August 21st, 2018 | Chemistry of cleaning
By: Melissa Pandika 22.08.13
What gives carbonated drinks their zesty bite? Bubbles might be your first guess — but you’d be wrong.
In fact, bubbles aren’t needed to experience the burning sensation, but they do enhance it, according to a study published Wednesday in the journal PLOS One. The secret behind soda’s sharp taste is the acid that forms on your tongue when you take a sip.
Carbonated beverages are produced by dissolving carbon dioxide in liquid, typically under high pressure. Popping open a can or bottle of the liquid reduces that pressure, releasing the carbon dioxide in the form of bubbles. Enzymes in the mouth convert the carbon dioxide into carbonic acid. The acid stimulates nerve endings, activating pain mechanisms that cause a mild irritation, or “bite.”
The earliest clues that carbonic acid, not bubbles, were responsible for this sensation came from mountaineers’ accounts of the “champagne blues.” After pouring a bottle of celebratory champagne at the summit, mountaineers who had taken medication for altitude sickness disappointedly remarked on the drink’s flat taste — despite its fizziness. It turns out the medication blocked the enzyme that converts carbon dioxide into carbonic acid.
Still, popular belief continued to hold that the bubbles were primarily responsible. To settle the debate, scientists at the Monell Chemical Senses Center in Philadelphia took advantage of the inability of bubbles to form above a certain pressure level.
The researchers seated 12 healthy adults in a pressurized chamber and asked them to rate the bite intensity of carbonated water once while under normal pressure — at which bubbles could still form — and a second time at higher pressure — at which bubbles didn’t form. They saw no difference in the bite ratings reported in the two conditions.
“Clearly, the bubbles are not required for the perception of carbonation bite,” the researchers wrote.

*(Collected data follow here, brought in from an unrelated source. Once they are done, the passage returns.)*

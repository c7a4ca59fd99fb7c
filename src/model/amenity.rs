//! # Amenity
//!
//! A named feature (wifi, pool, ...) that any number of places can offer.

use chrono::{DateTime, Utc};
use serde::{Deserialize, Serialize};
use uuid::Uuid;

use super::base::{require_text, Record};
use super::errors::ModelResult;
use super::Entity;

/// Maximum length of an amenity name
pub const AMENITY_NAME_MAX_CHARS: usize = 50;

/// Amenity model
#[derive(Debug, Clone, Serialize, Deserialize)]
pub struct Amenity {
    #[serde(flatten)]
    pub record: Record,

    pub name: String,

    /// Places offering this amenity
    #[serde(default)]
    pub place_ids: Vec<Uuid>,
}

/// Partial amenity update
#[derive(Debug, Clone, Default)]
pub struct AmenityPatch {
    pub name: Option<String>,
}

impl Amenity {
    pub fn new(name: String) -> ModelResult<Self> {
        validate_name(&name)?;
        Ok(Self {
            record: Record::new(),
            name,
            place_ids: Vec::new(),
        })
    }

    pub fn view(&self) -> AmenityView {
        AmenityView {
            id: self.record.id,
            name: self.name.clone(),
            created_at: self.record.created_at,
            updated_at: self.record.updated_at,
        }
    }
}

fn validate_name(name: &str) -> ModelResult<()> {
    require_text("Amenity name", name, Some(AMENITY_NAME_MAX_CHARS))
}

impl Entity for Amenity {
    type Patch = AmenityPatch;

    const KIND: &'static str = "amenities";

    fn record(&self) -> &Record {
        &self.record
    }

    fn apply_patch(&mut self, patch: &AmenityPatch) -> ModelResult<()> {
        if let Some(name) = &patch.name {
            validate_name(name)?;
            self.name = name.clone();
        }
        self.record.touch();
        Ok(())
    }

    fn unique_keys(&self) -> Vec<(&'static str, String)> {
        vec![("name", self.name.clone())]
    }
}

/// Amenity as returned to clients
#[derive(Debug, Clone, PartialEq, Serialize, Deserialize)]
pub struct AmenityView {
    pub id: Uuid,
    pub name: String,
    pub created_at: DateTime<Utc>,
    pub updated_at: DateTime<Utc>,
}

But the bubbles may have still influenced that perception. Earlier studies have shown that light touch can soothe pain — much like how rubbing a mosquito bite can relieve itching — so the researchers expected the bubbles to suppress the sting of carbonation.
To test their hypothesis, they asked 11 adults to rate the bite intensity of carbonated water when a filter pumped bubbles just below their tongues and again when another filter pumped the bubbles from further away.
To the scientists’ surprise, the volunteers rated the bite as stronger when the bubbles were directly hitting their tongues — suggesting that bubbles enhance the bite of carbonated drinks.
But how the bubbles do this remains a mystery. Perhaps they “stir” the liquid in the mouth, continually drawing in fresh carbon dioxide to convert into carbonic acid, said Paul Wise, a sensory psychologist who led the study.
“If the bubbles are increasing pain, why do people like carbonated drinks so much?” said Earl Carstens, a neurobiologist at UC Davis who wasn’t involved in the study. “It’s a really interesting question that relates to the entire food industry,” including spicy foods, which have become increasingly popular in the U.S. over the last decade.
However, it’s also possible that sugar or some other ingredient in carbonated drinks may be suppressing their bite, he said.
The new findings could “open up opportunities” for food and beverage companies to manipulate their products for people who have a reduced sense of taste, such as HIV patients and the elderly, Wise said. “Maybe you could make up for that [loss] by enhancing some of the other components,” such as smell and color, he said.
Companies could also improve the flavor of vital nutrient sources, such as potassium chloride, a substitute for table salt that many complain of having a metallic taste, he added.
“Flavor is a complex interaction between taste, smell, touch, pain, sound and visual aspects,” Wise said. “If we can understand how those interact, we can tweak some of them to create a more desirable flavor profile.”